The morphology, neurochemistry, and consequences of sympathosensory plexuses
injury , p75NTR , sympathetic , ganglia , NGF
The development, maintenance, and survival of neurons depend on the function of neurotrophins such as nerve growth factor (NGF). One population of neurons that rely heavily on NGF for axonal growth and survival is the postganglionic sympathetic neurons. Trauma or disease resulting in injury to the peripheral nervous system causes an increase in the levels of this neurotrophin. This augmentation promotes the collateral sprouting of postganglionic sympathetic axons into those tissues having elevated levels of NGF. Often, NGF-induced sympathetic sprouting occurs in tissues that are normally innervated by these fibers however, high levels of NGF can also promote sprouting of axons into tissues that are normally devoid of sympathetic fibers, such as the sensory ganglia.

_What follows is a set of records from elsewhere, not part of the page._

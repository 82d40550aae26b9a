//! # Workspace
//!
//! The handle-based façade over the backing store.
//!
//! ```text
//!  caller ──► Workspace ──► OperationCache ──► SQLite (+ spatial functions)
//!              │  │                                 ▲
//!              │  └── codec / QuadEncoder ── blob ──┘
//!              └───── BatchController (BEGIN / COMMIT / ROLLBACK)
//! ```
//!
//! Geometries live in the store's `Calculator` table; callers only ever hold
//! [`Handle`]s. Every operation is a single cached statement, and all
//! geometric computation happens inside the store's SQL functions.
//!
//! ## Allocate and In-Place Forms
//!
//! Each algebra operation comes in two forms:
//!
//! - `op(a, b)` inserts the result as a new row and returns its handle.
//! - `op_into(a, b, result)` overwrites the existing row `result`, which may
//!   be one of the operands.
//!
//! ## Disposal
//!
//! [`Workspace::dispose`] is the primary release path: it drops the compiled
//! statements, closes the connection and deletes the backing file, reporting
//! any error. `Drop` does the same as a safety net and can only log.

use std::path::Path;
use std::sync::Arc;

use rusqlite::types::FromSql;
use rusqlite::{params, CachedStatement, OptionalExtension, Params};
use tempfile::TempPath;
use tracing::{debug, info, warn};

use crate::batch::{Batch, BatchController};
use crate::cache::{OpKind, OperationCache};
use crate::codec;
use crate::geometry::{Coord, GeoCoordinate, Geometry, LineString, Polygon};
use crate::lifecycle::TempRoot;
use crate::quad::QuadEncoder;
use crate::store::Store;
use crate::types::{Dimension, GeometryType, Handle, Srid};
use crate::{Error, Result};

// =============================================================================
// Configuration
// =============================================================================

/// Settings fixed for the lifetime of a workspace.
#[derive(Debug, Clone)]
pub struct WorkspaceConfig {
    /// Keep the store in memory instead of a temporary backing file.
    pub in_memory: bool,
    pub dimension: Dimension,
    /// SRID stamped on every geometry the workspace creates.
    pub srid: Srid,
    /// Where backing files go. `None` means [`TempRoot::shared`].
    pub temp_root: Option<Arc<TempRoot>>,
    /// Start a detached sweep of `temp_root` when the workspace opens.
    pub cleanup_temp_root: bool,
}

impl Default for WorkspaceConfig {
    fn default() -> Self {
        Self {
            in_memory: false,
            dimension: Dimension::Xy,
            srid: Srid::WGS84,
            temp_root: None,
            cleanup_temp_root: false,
        }
    }
}

/// Builder for [`Workspace`].
///
/// ```no_run
/// use spatialcalc::{Srid, WorkspaceBuilder};
///
/// # fn main() -> spatialcalc::Result<()> {
/// let ws = WorkspaceBuilder::new()
///     .include_point_z_dimension()
///     .srid(Srid::new(3857))
///     .build()?;
/// assert!(ws.backing_path().is_some());
/// ws.dispose()?;
/// # Ok(())
/// # }
/// ```
#[derive(Debug, Clone, Default)]
pub struct WorkspaceBuilder {
    config: WorkspaceConfig,
}

impl WorkspaceBuilder {
    pub fn new() -> Self {
        Self::default()
    }

    pub fn in_memory(mut self) -> Self {
        self.config.in_memory = true;
        self
    }

    /// Switches to 3D: points carry a Z coordinate.
    pub fn include_point_z_dimension(self) -> Self {
        self.dimension(Dimension::Xyz)
    }

    pub fn dimension(mut self, dimension: Dimension) -> Self {
        self.config.dimension = dimension;
        self
    }

    pub fn srid(mut self, srid: Srid) -> Self {
        self.config.srid = srid;
        self
    }

    /// Places backing files under `root` instead of the shared root.
    ///
    /// Only the shared root sweeps leftovers on its own. A root passed here
    /// is never swept unless [`cleanup_on_build`](Self::cleanup_on_build) is
    /// set or [`TempRoot::spawn_cleanup`] is called.
    pub fn temp_root(mut self, root: Arc<TempRoot>) -> Self {
        self.config.temp_root = Some(root);
        self
    }

    /// Sweeps stale files under the temp root in the background when the
    /// workspace is built. Live workspaces' files are never touched.
    pub fn cleanup_on_build(mut self) -> Self {
        self.config.cleanup_temp_root = true;
        self
    }

    pub fn config(&self) -> &WorkspaceConfig {
        &self.config
    }

    pub fn build(self) -> Result<Workspace> {
        Workspace::open(self.config)
    }
}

When postganglionic sympathetic axons grow into the environment of sensory ganglia, they can converge and wrap around a subset of somata (i.e., cell bodies) belonging to primary sensory neurons. This phenomenon, referred to as sympathosensory plexuses is observed in adult mice and rats following peripheral nerve injury, and is also seen in adult transgenic mice that ectopically over express NGF. The overall aim for this project is to examine the morphological and neurochemical features, as well as the overall consequence of sympathosensory plexuses in nerve-injured adult mice and in adult transgenic mice that over express NGF. We hope that this novel information will add to our understanding of the underlying mechanisms associated with the formation of sympathosensory plexuses that occur following injury.